Dataset entries

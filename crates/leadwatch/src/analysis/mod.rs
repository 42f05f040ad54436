//! Lead classification.
//!
//! Matches post text against configurable keyword groups.

mod keywords;

pub use keywords::{default_groups, KeywordGroup, KeywordMatcher, LeadMatcher};
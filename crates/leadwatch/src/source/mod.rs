//! Source listings.
//!
//! A source is one monitored listing identified by name (a subreddit).
//! [`PostSource`] is the seam the scanner fetches through; [`RedditListing`]
//! is the public-JSON implementation.

mod reddit;
mod types;

pub use reddit::{RedditListing, DEFAULT_BASE_URL, DEFAULT_LIMIT, DEFAULT_USER_AGENT};
pub use types::{Lead, PostRecord};

use async_trait::async_trait;
use url::Url;

use crate::error::FetchError;

/// Base that post permalinks are resolved against when building leads.
pub const DEFAULT_LINK_BASE: &str = "https://reddit.com";

/// Anything that can list the current posts of a named source.
#[async_trait]
pub trait PostSource: Send + Sync {
    /// Fetch the current posts of `source`, newest first.
    async fn fetch(&self, source: &str) -> Result<Vec<PostRecord>, FetchError>;
}

/// Resolve a permalink to an absolute URL.
///
/// Absolute permalinks are returned unchanged. Relative ones are appended to
/// the full base, so a base with a path prefix (a mirror or proxy mount) keeps
/// that prefix.
pub fn resolve_permalink(base: &Url, permalink: &str) -> String {
    if Url::parse(permalink).is_ok() {
        return permalink.to_string();
    }
    format!(
        "{}/{}",
        base.as_str().trim_end_matches('/'),
        permalink.trim_start_matches('/')
    )
}
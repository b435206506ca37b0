//! Crate-wide error type
//!
//! Every failure here is structural (bad configuration or I/O). The physics
//! step itself has no error path.

use thiserror::Error;

/// Crate-wide result type alias.
pub type Result<T> = std::result::Result<T, Error>;

#[derive(Debug, Error)]
pub enum Error {
    /// Disk with a non-positive or non-finite radius/mass, or placed where it cannot live.
    #[error("invalid disk: {0}")]
    InvalidDisk(String),

    /// Container rectangle that is inverted, degenerate or non-finite.
    #[error("invalid bounds: {0}")]
    InvalidBounds(String),

    #[error("invalid time step {0}: must be finite and > 0")]
    InvalidTimeStep(f64),

    /// Any other rejected configuration value.
    #[error("invalid parameter: {0}")]
    InvalidParam(String),

    /// Initial layout could not place every disk.
    #[error("layout failed: {0}")]
    Layout(String),

    #[error(transparent)]
    Io(#[from] std::io::Error),

    #[error(transparent)]
    Json(#[from] serde_json::Error),
}
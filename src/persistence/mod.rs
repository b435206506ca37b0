//! Append-only simulation log
//!
//! One header line, then one row per step. Nothing is ever read back; the
//! file exists for offline analysis.

pub mod csv;

pub use csv::CsvLog;
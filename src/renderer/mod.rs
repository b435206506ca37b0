//! Rendering translation layer
//!
//! Maps plain disk state onto drawable data. The simulation never sees any of
//! this; a frontend pulls a `Frame` after each step and draws it however it
//! likes.

pub mod hud;
pub mod instance;

pub use hud::Hud;
pub use instance::{DiskInstance, as_bytes, colors};

use crate::sim::Arena;

/// Everything needed to draw one frame
#[derive(Debug, Clone)]
pub struct Frame {
    pub instances: Vec<DiskInstance>,
    pub hud: Hud,
}

impl Frame {
    /// Snapshot the arena; `colors[i]` paints disk `i`, missing entries use the default
    pub fn capture(arena: &Arena, colors: &[[f32; 4]], timer_visible: bool) -> Self {
        let instances = arena
            .disks()
            .iter()
            .enumerate()
            .map(|(i, disk)| {
                let color = colors.get(i).copied().unwrap_or(colors::DEFAULT_DISK);
                DiskInstance::new(disk, color)
            })
            .collect();

        Self {
            instances,
            hud: Hud::new(arena.elapsed_time(), arena.kinetic_energy(), timer_visible),
        }
    }

    /// Instance data as a GPU upload buffer
    pub fn instance_bytes(&self) -> &[u8] {
        as_bytes(&self.instances)
    }
}
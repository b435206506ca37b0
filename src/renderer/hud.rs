//! On-screen counters

/// Text overlays drawn over the arena
#[derive(Debug, Clone, PartialEq)]
pub struct Hud {
    /// `Time: 1.23 s`, absent when the timer is hidden
    pub timer: Option<String>,
    /// `Energy: 0.45 J`
    pub energy: String,
}

impl Hud {
    pub fn new(elapsed: f64, energy: f64, timer_visible: bool) -> Self {
        Self {
            timer: timer_visible.then(|| format!("Time: {elapsed:.2} s")),
            energy: format!("Energy: {energy:.2} J"),
        }
    }

    /// Visible lines, top to bottom
    pub fn lines(&self) -> impl Iterator<Item = &str> {
        self.timer
            .as_deref()
            .into_iter()
            .chain(std::iter::once(self.energy.as_str()))
    }
}
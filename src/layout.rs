//! Initial disk layout
//!
//! Produces valid starting positions, radii and velocities. All randomness
//! comes from the caller's seeded RNG so a scenario is reproducible from its
//! seed alone.

use glam::DVec2;
use rand::Rng;
use rand::seq::SliceRandom;
use serde::{Deserialize, Serialize};

use crate::error::{Error, Result};
use crate::sim::Bounds;

/// Disk radius: a fixed value or uniform in `[min, max)`
#[derive(Debug, Clone, Copy, PartialEq, Serialize, Deserialize)]
#[serde(untagged)]
pub enum RadiusSpec {
    Fixed(f64),
    Range { min: f64, max: f64 },
}

impl RadiusSpec {
    pub fn validate(&self) -> Result<()> {
        match *self {
            RadiusSpec::Fixed(r) if r.is_finite() && r > 0.0 => Ok(()),
            RadiusSpec::Range { min, max }
                if min.is_finite() && max.is_finite() && 0.0 < min && min < max =>
            {
                Ok(())
            }
            other => Err(Error::InvalidParam(format!("bad radius spec {other:?}"))),
        }
    }

    /// Largest radius this spec can produce
    pub fn max(&self) -> f64 {
        match *self {
            RadiusSpec::Fixed(r) => r,
            RadiusSpec::Range { max, .. } => max,
        }
    }

    pub fn sample<R: Rng>(&self, rng: &mut R) -> f64 {
        match *self {
            RadiusSpec::Fixed(r) => r,
            RadiusSpec::Range { min, max } => rng.random_range(min..max),
        }
    }
}

/// Velocity with each component uniform in `[-max_speed, max_speed)`
pub fn random_velocity<R: Rng>(rng: &mut R, max_speed: f64) -> DVec2 {
    if max_speed <= 0.0 {
        return DVec2::ZERO;
    }
    DVec2::new(
        rng.random_range(-max_speed..max_speed),
        rng.random_range(-max_speed..max_speed),
    )
}

/// Every cell of the smallest square grid holding `count` disks
///
/// Cells are evenly spaced with one spacing of margin to each wall, in
/// row-major order starting at the lower-left corner.
pub fn grid_cells(count: usize, bounds: &Bounds) -> Vec<DVec2> {
    if count == 0 {
        return Vec::new();
    }
    let side = grid_side(count);
    let spacing = grid_spacing(side, bounds);

    let mut cells = Vec::with_capacity(side * side);
    for row in 1..=side {
        for col in 1..=side {
            cells.push(bounds.min + spacing * DVec2::new(col as f64, row as f64));
        }
    }
    cells
}

/// Choose `count` distinct grid cells at random
///
/// Fails if disks of `max_radius` in neighbouring cells would touch.
pub fn grid_placement<R: Rng>(
    rng: &mut R,
    count: usize,
    bounds: &Bounds,
    max_radius: f64,
) -> Result<Vec<DVec2>> {
    if count == 0 {
        return Ok(Vec::new());
    }
    let side = grid_side(count);
    let spacing = grid_spacing(side, bounds);
    let gap = spacing.x.min(spacing.y);
    if gap <= 2.0 * max_radius {
        return Err(Error::Layout(format!(
            "{count} disks of radius {max_radius} overlap on a {side}x{side} grid (spacing {gap})"
        )));
    }

    let mut cells = grid_cells(count, bounds);
    cells.shuffle(rng);
    cells.truncate(count);
    log::debug!("grid placement: {count} disks on {side}x{side} grid, spacing {gap:.4}");
    Ok(cells)
}

/// Rejection-sample non-overlapping, fully contained centers for `radii`
pub fn scatter_placement<R: Rng>(
    rng: &mut R,
    radii: &[f64],
    bounds: &Bounds,
    max_attempts: u32,
) -> Result<Vec<DVec2>> {
    let mut placed: Vec<(DVec2, f64)> = Vec::with_capacity(radii.len());

    for (i, &r) in radii.iter().enumerate() {
        if !bounds.fits(r) {
            return Err(Error::Layout(format!("disk {} of radius {r} does not fit", i + 1)));
        }
        let lo = bounds.min + DVec2::splat(r);
        let hi = bounds.max - DVec2::splat(r);

        let mut found = None;
        for _ in 0..max_attempts {
            let candidate = DVec2::new(sample_span(rng, lo.x, hi.x), sample_span(rng, lo.y, hi.y));
            let clear = placed
                .iter()
                .all(|&(p, pr)| p.distance(candidate) > pr + r);
            if clear {
                found = Some(candidate);
                break;
            }
        }

        match found {
            Some(p) => placed.push((p, r)),
            None => {
                return Err(Error::Layout(format!(
                    "no free spot for disk {} after {max_attempts} attempts",
                    i + 1
                )));
            }
        }
    }

    Ok(placed.into_iter().map(|(p, _)| p).collect())
}

fn sample_span<R: Rng>(rng: &mut R, lo: f64, hi: f64) -> f64 {
    if lo < hi { rng.random_range(lo..hi) } else { lo }
}

fn grid_side(count: usize) -> usize {
    let mut side = 1;
    while side * side < count {
        side += 1;
    }
    side
}

fn grid_spacing(side: usize, bounds: &Bounds) -> DVec2 {
    DVec2::new(bounds.width(), bounds.height()) / (side + 1) as f64
}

PROBLEM DETAILS: Among the lines above, find those with the string "after" and copy them.

OUTPUT BELOW:
//! this; a frontend pulls a `Frame` after each step and draws it however it
                    "no free spot for disk {} after {max_attempts} attempts",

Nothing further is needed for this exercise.